After discussing with my CO, CO has provided below link which says that for non IT bachelor degree like Electrical & Electronics ACS deducts 4 years of initial experience and rest of experience could be used for earning points.

http://acs.org.au/__data/assets/pdf_...a-Oct-2013.pdf

I have done couple of certifications and have plan to write MCSE Data Platform and MCSE Business Intelligence as I have already completed MCSA.

If I would like to include these 2 certifications in my assessment (Already done), what could be the process? Will I need to apply a fresh application for skill assessment to ACS or it will be assessed separately and could be used together. 

Anyone who has done this could you please share your experience and benefits.

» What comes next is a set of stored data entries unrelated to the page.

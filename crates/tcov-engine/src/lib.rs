//! Suite resolution and coverage engine.
//!
//! Stages run leaf to root over one project snapshot, each a pure function of
//! the previous stage's output plus an explicit [`RunContext`] for warnings:
//!
//! 1. [`normalize`]: raw records to [`tcov_types::Corpus`].
//! 2. [`filter`]: dynamic suite predicates to matching case sets.
//! 3. [`links`]: case-suite links and collection fan-out.
//! 4. [`coverage`]: totals, module buckets, reuse, execution counts.
//!
//! [`insights`] adds report sections derived from the same inputs and
//! [`pipeline`] wires everything together behind [`run`] and [`analyze`].

pub mod config;
pub mod context;
pub mod coverage;
pub mod filter;
pub mod insights;
pub mod links;
pub mod normalize;
pub mod pipeline;

pub use config::{EngineConfig, TagLabel};
pub use context::RunContext;
pub use coverage::{CoverageReport, CoverageTotals, aggregate, percentage};
pub use filter::{FilterSyntaxError, ParsedFilter, parse_filter, parse_filter_text, resolve};
pub use insights::{Insights, build_insights};
pub use links::build_links;
pub use normalize::normalize_snapshot;
pub use pipeline::{
    AnalysisReport, AnalysisRun, REPORT_SCHEMA_VERSION, analyze, load_snapshot,
    render_diagnostics, run, snapshot_from_json,
};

I would also like to know, will I get any benefits in earning points after second time assessment?


----------



## engineer28 (Aug 16, 2013)

thanks a lot for info and good luck for your application 



Croat said:


> @ engineer28
> 
> I've made a completely new application (new CRD), just like the first time. The only difference was that I did not re-submitt unchnaged documents (diplomas, testamour, passport, employment records, etc.). The is no "re-assessment" form or pathway (unfortunately).
> 
> ...


----------



## login2sravn (Nov 1, 2014)

*Planning to apply*

Hi friends,

I hope you all are doing great . I am having a bachelors degree of Electrical and Electronics Engineering. I am planning to drop a CDR next month ..could anyone advise the process and what all the documents we need to submit to Engineersaustralia.
Thanks in advance

Sravan


----------



## AncientGlory (Aug 23, 2012)

Refer to the Migration Skills Assessment (MSA) booklet in the EA website. It contains all the information you need.


----------



## mshorifuzzaman (Dec 7, 2015)

*Got assessment as Engineering Technologist instead of Telecom Engineers (263311)*

Hi,

I have some questions for senior experts, Kindly help me:

After completing B. Sc Engineering in Electrical and Electronic Engineering (From Ahsanullah University and Science and Technology in Bangladesh), I have been working since last 9 years for several Telecom Operator (eg Banglalink/QUBEE/Banglatel) and experienced on different vendors' product (HUAWEI, Ericsson, NSN). I have specialization in Radio Network Planning and Optimization in GSM, EDGE, 3G, WiMAX and NGN. However, I applied to Engineers Australia (through online on 7 Dec 15) to be assessed as Telecom Engineers (Professional Engineer 263311) as my work experiences 100% match with it. 

Today, I am seeing Assessor Comments in My portal as given below:

"With regards to your nominated occupation please note the following:
The Competency Demonstration Report (CDR pathway) assessment is holistic and is based primarily on the undergraduate qualification and the demonstrated competencies.

According to our reference guide (AEI_NOOSR Country Education Profile [aei.dest.gov/AEI/QualificationsRecognition], which is a website that Engineers Australia have access to through subscription), your qualification is comparable to an AQF Associate Degree. This aligns with the Engineering Associate category. Based on the evidence you have provided with regards to your work experience I will be awarding you an outcome of Engineering Technologist (233914). Please note for immigration purposes your highest academic qualifications will be 'Associate Degree'.

Please do not resubmit until you are able to provide ALL outstanding suitable documents."


I am so too frustrated and surprised after seeing the comment. Because, neither my education nor job experiences match with Engineering Technologist. In addition, though I have completed 4 Years Bachelor engineering in EEE, assessor noted that I will eligible for Associate degree.

Please guide me in following points:
1. What can I resubmit to be assessed as Professional Engineer in category Telecom Engineers (263311)
2. How can check the reference link (AEI_NOOSR Country Education Profile [aei.dest.gov.au/AEI/QualificationsRecognition), as I cannot connect to the link
3. Any other option of appeal by which I can reassess my qualification?


----------